Your instructions: Repeat only the stretch of lines below that runs from the line with "modified |= settings.update_catalog_file(catalog_file);" through the line with "fn init_app_dir(app_dir: &Path)", unaltered.

Provided data:
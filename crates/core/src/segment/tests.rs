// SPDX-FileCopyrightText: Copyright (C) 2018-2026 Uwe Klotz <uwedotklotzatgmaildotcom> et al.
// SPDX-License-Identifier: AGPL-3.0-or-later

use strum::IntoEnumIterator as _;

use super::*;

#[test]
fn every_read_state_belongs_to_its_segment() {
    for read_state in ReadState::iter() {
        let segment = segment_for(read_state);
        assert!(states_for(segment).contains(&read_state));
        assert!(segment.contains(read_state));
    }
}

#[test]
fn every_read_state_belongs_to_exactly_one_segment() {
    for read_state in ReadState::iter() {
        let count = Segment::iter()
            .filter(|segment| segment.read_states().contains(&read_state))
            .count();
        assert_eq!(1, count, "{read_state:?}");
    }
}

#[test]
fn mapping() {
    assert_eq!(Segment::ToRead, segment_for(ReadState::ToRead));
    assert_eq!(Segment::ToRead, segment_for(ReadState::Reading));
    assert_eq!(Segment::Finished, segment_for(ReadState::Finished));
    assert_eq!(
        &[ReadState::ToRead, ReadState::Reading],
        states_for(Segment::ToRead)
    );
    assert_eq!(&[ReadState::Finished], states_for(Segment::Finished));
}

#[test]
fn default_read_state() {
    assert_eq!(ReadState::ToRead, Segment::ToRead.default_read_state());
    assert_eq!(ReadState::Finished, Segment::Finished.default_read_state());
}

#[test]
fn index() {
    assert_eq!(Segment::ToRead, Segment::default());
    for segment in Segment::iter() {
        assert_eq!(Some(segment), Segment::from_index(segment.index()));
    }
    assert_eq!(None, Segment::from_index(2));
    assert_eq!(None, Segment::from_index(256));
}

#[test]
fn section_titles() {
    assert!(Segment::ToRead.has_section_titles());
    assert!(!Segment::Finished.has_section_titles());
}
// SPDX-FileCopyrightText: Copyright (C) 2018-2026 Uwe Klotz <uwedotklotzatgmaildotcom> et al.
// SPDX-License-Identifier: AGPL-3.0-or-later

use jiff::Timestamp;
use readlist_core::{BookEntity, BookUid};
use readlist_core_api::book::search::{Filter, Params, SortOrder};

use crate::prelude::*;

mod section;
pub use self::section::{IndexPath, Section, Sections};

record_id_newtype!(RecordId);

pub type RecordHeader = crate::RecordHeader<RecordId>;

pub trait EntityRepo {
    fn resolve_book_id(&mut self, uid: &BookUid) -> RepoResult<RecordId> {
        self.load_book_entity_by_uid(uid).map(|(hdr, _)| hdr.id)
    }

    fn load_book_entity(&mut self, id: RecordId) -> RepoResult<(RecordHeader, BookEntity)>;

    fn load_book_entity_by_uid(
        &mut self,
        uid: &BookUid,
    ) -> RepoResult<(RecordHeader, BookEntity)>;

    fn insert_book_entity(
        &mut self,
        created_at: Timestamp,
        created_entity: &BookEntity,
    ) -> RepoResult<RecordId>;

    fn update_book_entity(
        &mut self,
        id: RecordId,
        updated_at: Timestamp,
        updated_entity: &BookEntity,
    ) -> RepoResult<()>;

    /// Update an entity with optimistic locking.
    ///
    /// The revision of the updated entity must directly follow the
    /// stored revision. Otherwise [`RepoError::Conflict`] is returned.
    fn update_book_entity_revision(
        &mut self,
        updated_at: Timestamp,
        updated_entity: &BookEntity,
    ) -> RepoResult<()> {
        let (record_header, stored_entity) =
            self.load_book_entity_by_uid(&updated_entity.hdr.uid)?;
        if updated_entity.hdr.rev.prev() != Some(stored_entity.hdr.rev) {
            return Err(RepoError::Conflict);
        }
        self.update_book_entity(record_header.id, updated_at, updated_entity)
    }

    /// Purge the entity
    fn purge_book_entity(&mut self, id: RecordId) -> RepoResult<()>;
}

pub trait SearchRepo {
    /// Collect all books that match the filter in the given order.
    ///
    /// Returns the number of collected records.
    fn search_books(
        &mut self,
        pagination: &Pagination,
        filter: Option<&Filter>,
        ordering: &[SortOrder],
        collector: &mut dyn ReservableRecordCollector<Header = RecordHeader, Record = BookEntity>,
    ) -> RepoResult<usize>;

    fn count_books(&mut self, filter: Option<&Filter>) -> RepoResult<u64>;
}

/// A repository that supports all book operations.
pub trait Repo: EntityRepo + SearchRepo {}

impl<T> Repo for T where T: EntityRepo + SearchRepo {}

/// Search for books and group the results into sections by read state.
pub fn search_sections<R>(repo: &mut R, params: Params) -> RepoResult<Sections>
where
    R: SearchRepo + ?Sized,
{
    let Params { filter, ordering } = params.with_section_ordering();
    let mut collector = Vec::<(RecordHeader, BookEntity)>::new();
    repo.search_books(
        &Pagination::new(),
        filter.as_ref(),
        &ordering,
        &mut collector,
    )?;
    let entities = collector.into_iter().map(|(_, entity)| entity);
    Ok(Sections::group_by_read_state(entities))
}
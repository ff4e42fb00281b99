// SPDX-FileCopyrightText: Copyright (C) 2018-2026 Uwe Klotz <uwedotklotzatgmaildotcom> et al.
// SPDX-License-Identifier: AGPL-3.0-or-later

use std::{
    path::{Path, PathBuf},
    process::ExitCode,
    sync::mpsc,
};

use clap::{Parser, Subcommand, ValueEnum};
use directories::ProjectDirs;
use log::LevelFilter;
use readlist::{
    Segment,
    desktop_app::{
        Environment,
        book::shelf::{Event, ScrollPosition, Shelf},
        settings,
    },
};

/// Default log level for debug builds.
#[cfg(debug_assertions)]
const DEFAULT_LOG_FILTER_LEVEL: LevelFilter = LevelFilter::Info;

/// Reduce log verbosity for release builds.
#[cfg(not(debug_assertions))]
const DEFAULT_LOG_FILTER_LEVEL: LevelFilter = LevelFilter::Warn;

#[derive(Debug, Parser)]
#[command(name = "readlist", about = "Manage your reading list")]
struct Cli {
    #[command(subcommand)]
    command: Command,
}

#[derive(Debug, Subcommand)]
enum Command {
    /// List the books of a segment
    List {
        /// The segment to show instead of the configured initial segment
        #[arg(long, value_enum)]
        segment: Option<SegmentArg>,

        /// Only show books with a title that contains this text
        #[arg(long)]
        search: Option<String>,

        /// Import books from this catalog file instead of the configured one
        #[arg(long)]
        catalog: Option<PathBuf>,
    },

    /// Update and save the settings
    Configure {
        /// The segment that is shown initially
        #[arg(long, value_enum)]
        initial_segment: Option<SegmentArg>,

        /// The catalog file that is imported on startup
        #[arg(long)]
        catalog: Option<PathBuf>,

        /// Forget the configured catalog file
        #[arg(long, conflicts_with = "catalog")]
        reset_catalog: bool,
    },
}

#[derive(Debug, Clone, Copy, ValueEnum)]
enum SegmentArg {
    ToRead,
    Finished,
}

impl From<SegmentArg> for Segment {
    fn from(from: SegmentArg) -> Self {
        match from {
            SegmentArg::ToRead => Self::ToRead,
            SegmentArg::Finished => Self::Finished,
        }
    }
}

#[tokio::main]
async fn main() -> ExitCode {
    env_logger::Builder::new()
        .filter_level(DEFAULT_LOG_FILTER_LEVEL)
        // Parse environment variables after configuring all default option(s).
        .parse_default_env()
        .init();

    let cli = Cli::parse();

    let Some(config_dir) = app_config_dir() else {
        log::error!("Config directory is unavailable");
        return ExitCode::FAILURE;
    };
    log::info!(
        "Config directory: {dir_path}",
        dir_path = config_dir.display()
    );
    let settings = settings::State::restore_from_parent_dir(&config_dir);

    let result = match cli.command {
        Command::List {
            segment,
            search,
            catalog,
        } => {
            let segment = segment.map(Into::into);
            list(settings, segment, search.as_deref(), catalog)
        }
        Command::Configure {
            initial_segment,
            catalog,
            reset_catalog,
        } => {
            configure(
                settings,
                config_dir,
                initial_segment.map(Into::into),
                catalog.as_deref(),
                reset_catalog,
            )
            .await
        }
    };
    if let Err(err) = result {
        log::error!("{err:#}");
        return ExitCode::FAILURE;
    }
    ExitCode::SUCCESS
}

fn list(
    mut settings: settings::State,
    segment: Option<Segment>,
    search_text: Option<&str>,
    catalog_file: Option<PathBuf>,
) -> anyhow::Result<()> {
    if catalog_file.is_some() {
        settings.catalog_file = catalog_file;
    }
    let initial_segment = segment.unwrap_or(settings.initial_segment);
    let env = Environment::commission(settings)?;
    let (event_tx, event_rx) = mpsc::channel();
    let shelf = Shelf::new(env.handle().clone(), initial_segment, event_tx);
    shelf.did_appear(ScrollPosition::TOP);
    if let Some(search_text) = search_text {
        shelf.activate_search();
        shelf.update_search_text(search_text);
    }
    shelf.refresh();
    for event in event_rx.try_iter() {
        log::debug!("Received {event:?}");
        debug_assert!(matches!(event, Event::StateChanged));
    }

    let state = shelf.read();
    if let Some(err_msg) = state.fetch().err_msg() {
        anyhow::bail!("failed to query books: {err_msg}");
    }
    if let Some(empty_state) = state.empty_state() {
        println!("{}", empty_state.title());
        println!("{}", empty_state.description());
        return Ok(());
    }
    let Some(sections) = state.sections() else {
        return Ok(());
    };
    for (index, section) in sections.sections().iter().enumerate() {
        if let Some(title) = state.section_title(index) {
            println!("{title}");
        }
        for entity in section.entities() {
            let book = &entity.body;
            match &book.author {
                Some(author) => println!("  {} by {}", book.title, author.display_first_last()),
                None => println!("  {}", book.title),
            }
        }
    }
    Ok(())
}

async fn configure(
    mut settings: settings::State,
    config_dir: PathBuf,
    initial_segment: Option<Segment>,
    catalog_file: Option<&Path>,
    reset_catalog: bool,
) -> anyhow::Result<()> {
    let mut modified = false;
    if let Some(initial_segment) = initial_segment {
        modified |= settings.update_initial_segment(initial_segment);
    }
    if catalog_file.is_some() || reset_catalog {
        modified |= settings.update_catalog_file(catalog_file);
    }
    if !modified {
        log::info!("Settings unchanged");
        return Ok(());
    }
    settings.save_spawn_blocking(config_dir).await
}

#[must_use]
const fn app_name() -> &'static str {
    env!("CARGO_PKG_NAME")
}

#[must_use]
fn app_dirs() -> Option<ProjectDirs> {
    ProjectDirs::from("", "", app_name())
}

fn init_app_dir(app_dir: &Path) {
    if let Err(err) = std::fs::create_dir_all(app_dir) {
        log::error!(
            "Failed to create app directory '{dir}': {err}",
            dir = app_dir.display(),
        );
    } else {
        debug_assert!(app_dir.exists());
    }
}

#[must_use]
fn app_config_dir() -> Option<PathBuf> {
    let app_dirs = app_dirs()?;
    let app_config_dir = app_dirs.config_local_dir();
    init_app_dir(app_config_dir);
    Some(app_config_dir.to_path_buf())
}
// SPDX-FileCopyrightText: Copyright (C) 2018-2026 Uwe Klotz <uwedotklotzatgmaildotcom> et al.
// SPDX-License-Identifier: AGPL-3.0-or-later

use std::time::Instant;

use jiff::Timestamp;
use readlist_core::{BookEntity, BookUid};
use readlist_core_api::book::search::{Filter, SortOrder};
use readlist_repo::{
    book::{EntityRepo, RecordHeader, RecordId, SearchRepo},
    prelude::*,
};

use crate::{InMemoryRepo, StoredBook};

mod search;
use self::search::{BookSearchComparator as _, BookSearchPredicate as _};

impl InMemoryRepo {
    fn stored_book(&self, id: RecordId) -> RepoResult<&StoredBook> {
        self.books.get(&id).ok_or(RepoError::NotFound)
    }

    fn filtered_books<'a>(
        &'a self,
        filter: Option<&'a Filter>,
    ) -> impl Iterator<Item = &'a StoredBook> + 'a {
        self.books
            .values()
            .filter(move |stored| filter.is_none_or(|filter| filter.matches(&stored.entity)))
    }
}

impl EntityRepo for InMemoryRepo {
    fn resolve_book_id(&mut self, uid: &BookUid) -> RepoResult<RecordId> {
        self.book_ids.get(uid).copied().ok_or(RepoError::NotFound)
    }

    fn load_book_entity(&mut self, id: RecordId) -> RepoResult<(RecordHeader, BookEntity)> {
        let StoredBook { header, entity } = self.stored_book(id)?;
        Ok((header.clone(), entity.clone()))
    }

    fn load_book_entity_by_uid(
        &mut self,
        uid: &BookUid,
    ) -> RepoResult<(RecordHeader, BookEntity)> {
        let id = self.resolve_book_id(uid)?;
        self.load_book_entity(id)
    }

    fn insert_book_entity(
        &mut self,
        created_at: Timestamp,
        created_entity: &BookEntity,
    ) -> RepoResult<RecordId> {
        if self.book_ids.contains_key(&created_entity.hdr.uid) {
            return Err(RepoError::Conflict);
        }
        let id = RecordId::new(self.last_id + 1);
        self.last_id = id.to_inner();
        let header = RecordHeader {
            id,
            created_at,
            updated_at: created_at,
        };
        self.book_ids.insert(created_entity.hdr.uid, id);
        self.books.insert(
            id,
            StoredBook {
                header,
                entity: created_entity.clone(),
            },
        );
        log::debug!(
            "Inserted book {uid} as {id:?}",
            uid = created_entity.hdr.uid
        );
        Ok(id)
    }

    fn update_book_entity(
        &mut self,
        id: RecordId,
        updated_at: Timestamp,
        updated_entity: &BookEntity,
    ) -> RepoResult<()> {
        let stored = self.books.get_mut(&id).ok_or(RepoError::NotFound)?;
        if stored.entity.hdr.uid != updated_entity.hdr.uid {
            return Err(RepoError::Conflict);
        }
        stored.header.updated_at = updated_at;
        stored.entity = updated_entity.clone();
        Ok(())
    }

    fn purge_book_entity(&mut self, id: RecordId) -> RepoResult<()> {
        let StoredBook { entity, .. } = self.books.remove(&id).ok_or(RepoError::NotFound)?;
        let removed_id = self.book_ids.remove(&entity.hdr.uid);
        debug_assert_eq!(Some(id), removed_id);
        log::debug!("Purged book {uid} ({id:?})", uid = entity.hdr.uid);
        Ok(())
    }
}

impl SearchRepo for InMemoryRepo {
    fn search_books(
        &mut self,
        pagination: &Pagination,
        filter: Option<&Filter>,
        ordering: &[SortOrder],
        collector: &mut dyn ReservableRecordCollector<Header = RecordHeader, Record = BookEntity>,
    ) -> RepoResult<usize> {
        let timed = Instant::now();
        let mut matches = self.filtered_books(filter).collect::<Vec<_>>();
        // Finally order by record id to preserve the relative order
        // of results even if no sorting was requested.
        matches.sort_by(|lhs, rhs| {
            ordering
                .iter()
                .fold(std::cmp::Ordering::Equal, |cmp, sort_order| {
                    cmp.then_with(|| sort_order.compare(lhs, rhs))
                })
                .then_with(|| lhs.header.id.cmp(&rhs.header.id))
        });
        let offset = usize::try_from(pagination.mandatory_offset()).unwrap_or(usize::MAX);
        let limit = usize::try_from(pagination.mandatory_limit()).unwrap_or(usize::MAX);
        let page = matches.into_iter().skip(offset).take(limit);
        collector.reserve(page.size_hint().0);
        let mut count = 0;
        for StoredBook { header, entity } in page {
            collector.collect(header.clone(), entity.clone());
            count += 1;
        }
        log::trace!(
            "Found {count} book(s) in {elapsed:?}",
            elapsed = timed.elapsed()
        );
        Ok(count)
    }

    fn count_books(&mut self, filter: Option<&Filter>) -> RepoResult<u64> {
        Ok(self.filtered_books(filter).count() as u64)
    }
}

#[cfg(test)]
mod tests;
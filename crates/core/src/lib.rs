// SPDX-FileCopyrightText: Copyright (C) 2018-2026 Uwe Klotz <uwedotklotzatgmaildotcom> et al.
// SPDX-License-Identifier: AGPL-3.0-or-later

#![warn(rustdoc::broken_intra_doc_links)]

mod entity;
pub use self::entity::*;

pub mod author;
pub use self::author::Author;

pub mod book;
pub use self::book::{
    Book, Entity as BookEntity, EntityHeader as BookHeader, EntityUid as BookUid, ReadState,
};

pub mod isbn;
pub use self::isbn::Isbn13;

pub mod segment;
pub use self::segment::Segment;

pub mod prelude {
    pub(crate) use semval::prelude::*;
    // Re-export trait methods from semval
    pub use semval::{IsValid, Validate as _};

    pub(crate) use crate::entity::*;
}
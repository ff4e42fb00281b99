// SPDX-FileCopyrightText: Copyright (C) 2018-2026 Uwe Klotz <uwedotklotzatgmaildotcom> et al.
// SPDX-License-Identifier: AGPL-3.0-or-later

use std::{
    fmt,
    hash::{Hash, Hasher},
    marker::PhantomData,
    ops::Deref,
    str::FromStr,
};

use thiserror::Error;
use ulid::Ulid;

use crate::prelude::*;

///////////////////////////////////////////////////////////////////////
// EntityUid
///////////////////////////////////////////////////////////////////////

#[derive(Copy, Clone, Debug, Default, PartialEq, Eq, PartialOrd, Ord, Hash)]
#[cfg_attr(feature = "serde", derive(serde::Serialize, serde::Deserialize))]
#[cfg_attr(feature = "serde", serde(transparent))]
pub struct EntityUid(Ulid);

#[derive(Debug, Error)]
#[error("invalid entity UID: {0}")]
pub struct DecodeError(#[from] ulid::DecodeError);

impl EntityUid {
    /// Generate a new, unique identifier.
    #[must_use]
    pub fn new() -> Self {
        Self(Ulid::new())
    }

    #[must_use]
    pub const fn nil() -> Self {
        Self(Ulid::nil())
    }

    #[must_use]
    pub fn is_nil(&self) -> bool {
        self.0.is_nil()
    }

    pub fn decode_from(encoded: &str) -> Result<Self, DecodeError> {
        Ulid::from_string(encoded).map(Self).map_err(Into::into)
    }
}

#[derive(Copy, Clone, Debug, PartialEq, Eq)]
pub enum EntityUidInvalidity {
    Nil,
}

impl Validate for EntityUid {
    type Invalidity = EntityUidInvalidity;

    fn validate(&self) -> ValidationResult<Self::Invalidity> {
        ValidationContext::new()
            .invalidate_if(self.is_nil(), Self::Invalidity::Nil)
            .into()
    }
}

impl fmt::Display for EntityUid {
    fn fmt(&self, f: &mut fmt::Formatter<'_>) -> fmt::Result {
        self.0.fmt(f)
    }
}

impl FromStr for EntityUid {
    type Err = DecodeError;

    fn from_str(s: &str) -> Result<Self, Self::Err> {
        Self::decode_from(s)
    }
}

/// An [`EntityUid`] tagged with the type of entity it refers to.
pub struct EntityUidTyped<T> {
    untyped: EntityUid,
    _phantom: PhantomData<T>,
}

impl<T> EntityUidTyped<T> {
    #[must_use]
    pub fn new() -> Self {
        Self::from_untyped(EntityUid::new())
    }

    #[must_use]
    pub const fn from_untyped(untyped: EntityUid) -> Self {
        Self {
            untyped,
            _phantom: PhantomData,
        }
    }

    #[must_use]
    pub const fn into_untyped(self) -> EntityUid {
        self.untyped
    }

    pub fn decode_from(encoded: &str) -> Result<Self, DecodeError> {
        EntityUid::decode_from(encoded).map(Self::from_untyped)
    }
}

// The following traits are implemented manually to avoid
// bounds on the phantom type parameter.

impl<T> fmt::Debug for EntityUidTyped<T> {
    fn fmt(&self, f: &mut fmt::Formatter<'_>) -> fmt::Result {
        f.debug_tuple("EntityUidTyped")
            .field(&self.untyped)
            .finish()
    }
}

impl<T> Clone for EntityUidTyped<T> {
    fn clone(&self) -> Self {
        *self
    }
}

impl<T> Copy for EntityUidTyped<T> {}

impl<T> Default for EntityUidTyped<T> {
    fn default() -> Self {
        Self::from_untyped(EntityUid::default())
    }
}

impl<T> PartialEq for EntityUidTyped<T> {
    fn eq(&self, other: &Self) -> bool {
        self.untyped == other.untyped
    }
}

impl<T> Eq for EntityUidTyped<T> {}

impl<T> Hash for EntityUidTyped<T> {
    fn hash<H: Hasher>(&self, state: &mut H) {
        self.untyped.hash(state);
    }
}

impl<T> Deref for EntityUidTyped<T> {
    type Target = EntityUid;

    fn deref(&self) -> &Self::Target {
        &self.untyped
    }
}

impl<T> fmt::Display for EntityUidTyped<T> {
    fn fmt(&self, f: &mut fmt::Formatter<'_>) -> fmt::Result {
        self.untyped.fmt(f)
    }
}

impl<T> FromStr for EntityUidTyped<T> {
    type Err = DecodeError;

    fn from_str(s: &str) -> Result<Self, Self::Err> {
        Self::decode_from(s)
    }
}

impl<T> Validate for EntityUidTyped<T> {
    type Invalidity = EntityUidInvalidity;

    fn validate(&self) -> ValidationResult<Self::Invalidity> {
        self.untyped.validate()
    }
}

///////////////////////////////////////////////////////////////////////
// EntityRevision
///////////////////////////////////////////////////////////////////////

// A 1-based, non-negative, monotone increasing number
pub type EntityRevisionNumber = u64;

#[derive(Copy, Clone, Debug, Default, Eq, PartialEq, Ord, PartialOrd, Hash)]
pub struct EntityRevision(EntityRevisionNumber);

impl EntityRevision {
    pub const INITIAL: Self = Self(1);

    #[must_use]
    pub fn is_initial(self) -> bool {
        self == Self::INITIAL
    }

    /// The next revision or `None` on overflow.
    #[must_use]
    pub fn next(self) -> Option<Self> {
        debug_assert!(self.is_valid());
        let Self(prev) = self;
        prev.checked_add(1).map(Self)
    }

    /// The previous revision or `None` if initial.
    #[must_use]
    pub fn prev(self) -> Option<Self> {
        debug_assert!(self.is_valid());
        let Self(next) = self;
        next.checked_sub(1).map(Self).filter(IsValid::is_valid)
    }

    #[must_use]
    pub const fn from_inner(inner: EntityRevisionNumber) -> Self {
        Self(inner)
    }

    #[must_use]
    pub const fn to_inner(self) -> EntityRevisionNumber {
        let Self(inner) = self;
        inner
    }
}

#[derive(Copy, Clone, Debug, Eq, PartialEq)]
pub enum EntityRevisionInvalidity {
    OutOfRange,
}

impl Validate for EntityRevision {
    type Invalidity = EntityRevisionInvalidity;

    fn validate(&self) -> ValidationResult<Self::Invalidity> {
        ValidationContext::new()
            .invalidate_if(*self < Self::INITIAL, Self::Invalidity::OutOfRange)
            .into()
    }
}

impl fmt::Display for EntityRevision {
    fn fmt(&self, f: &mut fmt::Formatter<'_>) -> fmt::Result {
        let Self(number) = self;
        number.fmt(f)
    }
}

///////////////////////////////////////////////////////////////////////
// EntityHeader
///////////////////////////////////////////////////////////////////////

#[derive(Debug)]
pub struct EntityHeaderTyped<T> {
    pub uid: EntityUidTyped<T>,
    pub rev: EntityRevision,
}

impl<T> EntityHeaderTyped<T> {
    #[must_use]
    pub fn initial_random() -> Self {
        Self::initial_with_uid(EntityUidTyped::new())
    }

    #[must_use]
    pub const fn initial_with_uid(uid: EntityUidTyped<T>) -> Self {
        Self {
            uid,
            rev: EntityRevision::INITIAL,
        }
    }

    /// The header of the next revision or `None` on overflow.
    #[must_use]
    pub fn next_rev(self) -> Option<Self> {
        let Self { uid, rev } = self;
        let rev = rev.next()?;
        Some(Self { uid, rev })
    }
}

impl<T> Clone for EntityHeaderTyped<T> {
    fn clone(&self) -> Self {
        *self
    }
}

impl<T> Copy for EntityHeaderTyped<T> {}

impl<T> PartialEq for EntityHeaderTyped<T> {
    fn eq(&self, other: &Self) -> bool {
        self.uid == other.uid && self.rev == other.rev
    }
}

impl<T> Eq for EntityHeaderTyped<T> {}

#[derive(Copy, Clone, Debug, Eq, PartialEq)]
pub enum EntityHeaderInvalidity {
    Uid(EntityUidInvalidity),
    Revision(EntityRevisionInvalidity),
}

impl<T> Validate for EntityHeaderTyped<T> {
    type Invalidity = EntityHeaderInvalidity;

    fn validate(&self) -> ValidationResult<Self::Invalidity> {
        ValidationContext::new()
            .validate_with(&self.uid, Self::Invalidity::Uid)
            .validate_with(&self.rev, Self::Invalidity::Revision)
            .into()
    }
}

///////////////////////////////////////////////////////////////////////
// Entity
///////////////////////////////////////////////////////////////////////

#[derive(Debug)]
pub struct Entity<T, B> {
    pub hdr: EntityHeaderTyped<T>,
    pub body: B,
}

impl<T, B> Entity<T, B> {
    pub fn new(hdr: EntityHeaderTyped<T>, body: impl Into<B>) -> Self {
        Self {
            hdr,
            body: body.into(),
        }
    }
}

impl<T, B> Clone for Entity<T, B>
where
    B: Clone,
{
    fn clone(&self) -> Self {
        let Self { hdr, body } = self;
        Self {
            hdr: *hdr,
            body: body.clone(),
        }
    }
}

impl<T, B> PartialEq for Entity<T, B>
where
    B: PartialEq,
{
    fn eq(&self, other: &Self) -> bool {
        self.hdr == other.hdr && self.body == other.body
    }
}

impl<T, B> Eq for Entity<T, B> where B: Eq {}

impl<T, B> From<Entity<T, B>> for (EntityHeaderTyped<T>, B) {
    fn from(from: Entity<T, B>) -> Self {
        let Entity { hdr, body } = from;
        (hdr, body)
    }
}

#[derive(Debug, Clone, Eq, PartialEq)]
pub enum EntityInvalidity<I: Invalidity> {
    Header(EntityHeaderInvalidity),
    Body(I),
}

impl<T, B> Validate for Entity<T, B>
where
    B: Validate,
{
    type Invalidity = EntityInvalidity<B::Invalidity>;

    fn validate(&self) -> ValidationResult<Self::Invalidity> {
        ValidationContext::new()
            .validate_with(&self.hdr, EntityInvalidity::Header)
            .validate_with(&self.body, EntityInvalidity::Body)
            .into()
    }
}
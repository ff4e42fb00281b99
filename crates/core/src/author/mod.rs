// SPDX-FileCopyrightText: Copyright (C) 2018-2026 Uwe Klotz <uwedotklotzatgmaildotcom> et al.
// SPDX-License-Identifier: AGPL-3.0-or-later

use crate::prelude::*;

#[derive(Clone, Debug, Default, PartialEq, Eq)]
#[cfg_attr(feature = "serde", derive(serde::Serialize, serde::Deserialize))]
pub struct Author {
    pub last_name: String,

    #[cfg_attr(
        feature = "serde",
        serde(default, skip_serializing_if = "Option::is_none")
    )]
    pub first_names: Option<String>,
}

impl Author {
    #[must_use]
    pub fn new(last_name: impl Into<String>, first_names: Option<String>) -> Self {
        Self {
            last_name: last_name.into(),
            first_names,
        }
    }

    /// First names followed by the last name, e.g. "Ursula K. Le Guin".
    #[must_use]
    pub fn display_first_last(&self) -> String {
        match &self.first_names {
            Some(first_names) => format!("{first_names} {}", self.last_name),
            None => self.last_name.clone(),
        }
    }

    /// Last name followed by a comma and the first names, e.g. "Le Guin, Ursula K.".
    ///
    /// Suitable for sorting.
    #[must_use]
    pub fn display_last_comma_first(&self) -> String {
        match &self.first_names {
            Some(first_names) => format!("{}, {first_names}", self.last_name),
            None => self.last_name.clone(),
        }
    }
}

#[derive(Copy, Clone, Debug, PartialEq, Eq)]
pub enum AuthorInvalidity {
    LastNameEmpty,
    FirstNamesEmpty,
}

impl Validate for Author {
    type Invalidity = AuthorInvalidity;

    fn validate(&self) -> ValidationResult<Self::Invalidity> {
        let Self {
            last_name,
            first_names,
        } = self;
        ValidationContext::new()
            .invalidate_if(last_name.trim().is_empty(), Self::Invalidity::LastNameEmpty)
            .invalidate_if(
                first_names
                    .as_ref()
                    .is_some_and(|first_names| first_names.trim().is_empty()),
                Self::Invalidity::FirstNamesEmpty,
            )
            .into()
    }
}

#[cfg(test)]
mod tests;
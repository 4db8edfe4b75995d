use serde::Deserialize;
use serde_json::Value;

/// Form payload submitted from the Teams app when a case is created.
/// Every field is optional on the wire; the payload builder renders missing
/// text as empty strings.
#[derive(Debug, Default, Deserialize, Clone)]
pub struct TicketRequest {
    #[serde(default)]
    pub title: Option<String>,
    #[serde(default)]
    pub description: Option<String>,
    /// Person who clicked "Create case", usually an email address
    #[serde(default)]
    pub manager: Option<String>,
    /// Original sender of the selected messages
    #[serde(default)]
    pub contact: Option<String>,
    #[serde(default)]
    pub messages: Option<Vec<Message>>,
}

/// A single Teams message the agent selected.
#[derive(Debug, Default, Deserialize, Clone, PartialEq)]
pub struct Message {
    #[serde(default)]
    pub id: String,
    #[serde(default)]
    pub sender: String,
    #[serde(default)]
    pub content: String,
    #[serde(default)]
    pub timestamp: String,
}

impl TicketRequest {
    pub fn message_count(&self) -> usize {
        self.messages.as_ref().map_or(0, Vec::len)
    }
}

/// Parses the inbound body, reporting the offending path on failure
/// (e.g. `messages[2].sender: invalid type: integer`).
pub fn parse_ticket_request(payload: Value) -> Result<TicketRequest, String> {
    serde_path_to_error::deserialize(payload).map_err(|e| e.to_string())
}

Response area:
        modified |= settings.update_catalog_file(catalog_file);
    }
    if !modified {
        log::info!("Settings unchanged");
        return Ok(());
    }
    settings.save_spawn_blocking(config_dir).await
}

#[must_use]
const fn app_name() -> &'static str {
    env!("CARGO_PKG_NAME")
}

#[must_use]
fn app_dirs() -> Option<ProjectDirs> {
    ProjectDirs::from("", "", app_name())
}

fn init_app_dir(app_dir: &Path) {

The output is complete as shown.